→ **EXERCISE DIRECTIONS**:
Nothing below is to be printed except the lines between the line holding "split on top-level" and the line holding "let value = value.trim().trim_matches(|c|", inclusive, each exactly as it appears.
(RECORD EXTRACTS Opens)
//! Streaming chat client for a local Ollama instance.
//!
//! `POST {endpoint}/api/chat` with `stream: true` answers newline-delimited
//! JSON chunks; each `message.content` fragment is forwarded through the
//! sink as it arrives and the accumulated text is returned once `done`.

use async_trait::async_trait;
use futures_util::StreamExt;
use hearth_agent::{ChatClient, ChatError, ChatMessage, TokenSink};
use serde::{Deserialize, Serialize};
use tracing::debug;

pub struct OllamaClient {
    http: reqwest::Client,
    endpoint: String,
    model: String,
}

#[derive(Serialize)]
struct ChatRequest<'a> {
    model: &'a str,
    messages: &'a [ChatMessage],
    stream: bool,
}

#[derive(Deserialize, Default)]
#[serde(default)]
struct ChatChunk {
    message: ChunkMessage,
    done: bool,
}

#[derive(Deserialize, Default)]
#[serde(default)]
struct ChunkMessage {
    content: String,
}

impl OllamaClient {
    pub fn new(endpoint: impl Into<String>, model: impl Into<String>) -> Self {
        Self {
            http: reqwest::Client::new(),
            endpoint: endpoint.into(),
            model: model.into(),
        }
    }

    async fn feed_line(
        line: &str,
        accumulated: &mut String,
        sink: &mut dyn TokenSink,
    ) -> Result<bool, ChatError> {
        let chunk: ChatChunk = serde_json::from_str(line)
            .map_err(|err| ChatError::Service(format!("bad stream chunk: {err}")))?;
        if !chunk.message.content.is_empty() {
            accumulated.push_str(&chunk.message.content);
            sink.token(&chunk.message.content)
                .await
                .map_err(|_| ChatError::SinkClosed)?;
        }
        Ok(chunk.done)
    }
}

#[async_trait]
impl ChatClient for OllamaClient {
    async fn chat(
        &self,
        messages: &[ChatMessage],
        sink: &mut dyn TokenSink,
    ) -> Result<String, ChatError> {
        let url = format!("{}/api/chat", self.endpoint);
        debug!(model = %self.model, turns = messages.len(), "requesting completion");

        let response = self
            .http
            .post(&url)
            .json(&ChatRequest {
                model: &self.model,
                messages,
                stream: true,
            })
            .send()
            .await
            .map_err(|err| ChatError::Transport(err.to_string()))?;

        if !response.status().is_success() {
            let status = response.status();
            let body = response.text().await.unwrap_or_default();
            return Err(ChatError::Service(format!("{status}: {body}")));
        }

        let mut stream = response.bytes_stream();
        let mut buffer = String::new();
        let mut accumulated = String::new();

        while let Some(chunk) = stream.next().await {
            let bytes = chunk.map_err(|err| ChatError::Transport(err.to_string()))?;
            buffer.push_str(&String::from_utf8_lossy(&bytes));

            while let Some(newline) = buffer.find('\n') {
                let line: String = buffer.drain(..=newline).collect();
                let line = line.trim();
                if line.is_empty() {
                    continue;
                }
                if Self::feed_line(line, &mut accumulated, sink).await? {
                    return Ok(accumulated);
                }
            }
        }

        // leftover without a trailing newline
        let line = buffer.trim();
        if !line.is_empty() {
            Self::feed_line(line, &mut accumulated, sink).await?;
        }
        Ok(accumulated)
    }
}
(RECORD EXTRACTS Closes)
(RECORD EXTRACTS Opens)
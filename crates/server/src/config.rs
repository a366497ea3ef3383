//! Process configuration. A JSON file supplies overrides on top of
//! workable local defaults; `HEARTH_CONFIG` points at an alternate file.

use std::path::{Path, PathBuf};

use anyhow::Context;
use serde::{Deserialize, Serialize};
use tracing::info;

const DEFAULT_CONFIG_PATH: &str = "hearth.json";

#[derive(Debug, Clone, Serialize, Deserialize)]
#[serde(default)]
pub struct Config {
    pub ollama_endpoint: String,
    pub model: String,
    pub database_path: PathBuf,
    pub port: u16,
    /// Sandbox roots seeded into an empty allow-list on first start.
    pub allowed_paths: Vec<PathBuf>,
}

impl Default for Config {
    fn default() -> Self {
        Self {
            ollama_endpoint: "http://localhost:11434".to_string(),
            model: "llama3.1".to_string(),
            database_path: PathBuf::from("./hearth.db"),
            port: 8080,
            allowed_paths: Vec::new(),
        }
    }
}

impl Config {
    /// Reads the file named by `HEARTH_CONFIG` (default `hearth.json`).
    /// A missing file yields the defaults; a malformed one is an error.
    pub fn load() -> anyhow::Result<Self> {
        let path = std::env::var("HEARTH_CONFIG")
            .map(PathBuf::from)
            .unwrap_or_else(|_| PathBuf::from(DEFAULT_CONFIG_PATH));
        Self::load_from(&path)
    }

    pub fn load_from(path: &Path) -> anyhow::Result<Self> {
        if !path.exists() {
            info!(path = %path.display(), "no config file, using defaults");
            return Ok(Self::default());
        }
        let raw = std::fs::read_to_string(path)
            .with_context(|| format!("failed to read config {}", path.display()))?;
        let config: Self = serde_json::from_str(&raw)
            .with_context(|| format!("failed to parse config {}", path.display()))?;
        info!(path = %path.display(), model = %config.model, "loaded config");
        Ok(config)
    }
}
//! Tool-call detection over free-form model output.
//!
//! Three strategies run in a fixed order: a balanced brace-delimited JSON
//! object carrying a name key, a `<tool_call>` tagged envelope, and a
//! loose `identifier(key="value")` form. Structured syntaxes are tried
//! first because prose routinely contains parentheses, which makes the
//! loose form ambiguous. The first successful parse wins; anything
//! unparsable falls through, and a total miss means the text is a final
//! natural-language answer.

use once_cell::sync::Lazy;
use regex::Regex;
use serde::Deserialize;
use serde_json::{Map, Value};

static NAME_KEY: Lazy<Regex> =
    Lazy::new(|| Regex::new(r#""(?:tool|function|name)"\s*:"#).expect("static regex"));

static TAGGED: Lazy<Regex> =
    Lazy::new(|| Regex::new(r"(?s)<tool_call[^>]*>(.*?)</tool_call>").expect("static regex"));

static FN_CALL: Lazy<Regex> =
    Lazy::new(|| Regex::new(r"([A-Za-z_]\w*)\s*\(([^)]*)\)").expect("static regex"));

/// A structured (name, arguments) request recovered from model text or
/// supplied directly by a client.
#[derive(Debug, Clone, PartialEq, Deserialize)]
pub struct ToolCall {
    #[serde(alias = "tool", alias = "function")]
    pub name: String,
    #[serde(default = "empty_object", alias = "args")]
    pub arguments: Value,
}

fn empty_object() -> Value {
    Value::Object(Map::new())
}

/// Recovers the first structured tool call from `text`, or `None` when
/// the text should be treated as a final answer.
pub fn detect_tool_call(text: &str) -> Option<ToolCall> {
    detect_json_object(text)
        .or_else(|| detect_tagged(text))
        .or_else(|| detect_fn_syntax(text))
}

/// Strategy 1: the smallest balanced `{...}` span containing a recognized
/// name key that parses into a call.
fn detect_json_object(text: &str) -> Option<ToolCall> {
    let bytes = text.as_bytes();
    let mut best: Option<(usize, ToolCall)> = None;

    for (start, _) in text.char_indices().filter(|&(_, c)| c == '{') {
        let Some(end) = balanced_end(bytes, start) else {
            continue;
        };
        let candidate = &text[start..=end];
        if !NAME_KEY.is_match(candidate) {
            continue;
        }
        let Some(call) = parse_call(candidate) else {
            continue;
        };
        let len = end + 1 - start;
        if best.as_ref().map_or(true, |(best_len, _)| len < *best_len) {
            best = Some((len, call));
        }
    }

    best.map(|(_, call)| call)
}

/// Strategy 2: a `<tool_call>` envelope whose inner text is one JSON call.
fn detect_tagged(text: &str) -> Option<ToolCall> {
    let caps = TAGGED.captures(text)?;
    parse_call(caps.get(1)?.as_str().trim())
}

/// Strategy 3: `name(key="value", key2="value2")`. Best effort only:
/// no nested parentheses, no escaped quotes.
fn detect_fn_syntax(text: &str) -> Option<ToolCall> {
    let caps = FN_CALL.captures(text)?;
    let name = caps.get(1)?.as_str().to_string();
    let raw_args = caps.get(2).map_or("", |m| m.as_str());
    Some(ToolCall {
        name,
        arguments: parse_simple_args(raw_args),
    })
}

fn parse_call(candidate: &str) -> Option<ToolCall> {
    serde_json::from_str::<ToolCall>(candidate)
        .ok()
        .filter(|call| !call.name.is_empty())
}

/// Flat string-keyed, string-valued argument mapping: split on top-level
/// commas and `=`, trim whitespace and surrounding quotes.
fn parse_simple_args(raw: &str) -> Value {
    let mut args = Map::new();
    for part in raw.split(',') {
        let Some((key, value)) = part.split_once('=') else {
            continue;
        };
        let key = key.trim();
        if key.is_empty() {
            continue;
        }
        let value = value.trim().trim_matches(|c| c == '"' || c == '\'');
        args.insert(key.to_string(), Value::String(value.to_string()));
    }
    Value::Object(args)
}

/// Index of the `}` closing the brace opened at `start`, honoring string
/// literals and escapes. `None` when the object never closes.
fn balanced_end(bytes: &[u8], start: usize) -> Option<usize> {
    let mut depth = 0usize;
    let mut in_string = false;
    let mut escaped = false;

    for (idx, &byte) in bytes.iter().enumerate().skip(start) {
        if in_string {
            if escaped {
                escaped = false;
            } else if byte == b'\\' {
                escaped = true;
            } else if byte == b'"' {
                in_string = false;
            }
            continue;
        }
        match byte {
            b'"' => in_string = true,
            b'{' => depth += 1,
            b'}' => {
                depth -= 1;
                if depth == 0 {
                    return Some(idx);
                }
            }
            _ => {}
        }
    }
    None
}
(RECORD EXTRACTS Closes)
(RECORD EXTRACTS Opens)
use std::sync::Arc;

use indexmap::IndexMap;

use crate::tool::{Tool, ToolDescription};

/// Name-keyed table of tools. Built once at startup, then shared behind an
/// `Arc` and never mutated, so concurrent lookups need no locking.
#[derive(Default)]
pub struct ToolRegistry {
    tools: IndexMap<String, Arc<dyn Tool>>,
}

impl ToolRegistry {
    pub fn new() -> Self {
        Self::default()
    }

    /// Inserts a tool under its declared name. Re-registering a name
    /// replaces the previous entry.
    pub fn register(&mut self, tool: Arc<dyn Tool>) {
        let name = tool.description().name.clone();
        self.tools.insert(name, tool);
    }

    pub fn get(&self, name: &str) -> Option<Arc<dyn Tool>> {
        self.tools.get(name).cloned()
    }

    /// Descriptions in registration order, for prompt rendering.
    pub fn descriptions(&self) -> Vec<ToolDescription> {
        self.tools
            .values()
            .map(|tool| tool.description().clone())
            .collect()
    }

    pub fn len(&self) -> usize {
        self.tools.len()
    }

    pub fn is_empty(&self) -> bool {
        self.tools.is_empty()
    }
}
(RECORD EXTRACTS Closes)
→ **FINISHED EXERCISE**:
/// Flat string-keyed, string-valued argument mapping: split on top-level
/// commas and `=`, trim whitespace and surrounding quotes.
fn parse_simple_args(raw: &str) -> Value {
    let mut args = Map::new();
    for part in raw.split(',') {
        let Some((key, value)) = part.split_once('=') else {
            continue;
        };
        let key = key.trim();
        if key.is_empty() {
            continue;
        }
        let value = value.trim().trim_matches(|c| c == '"' || c == '\'');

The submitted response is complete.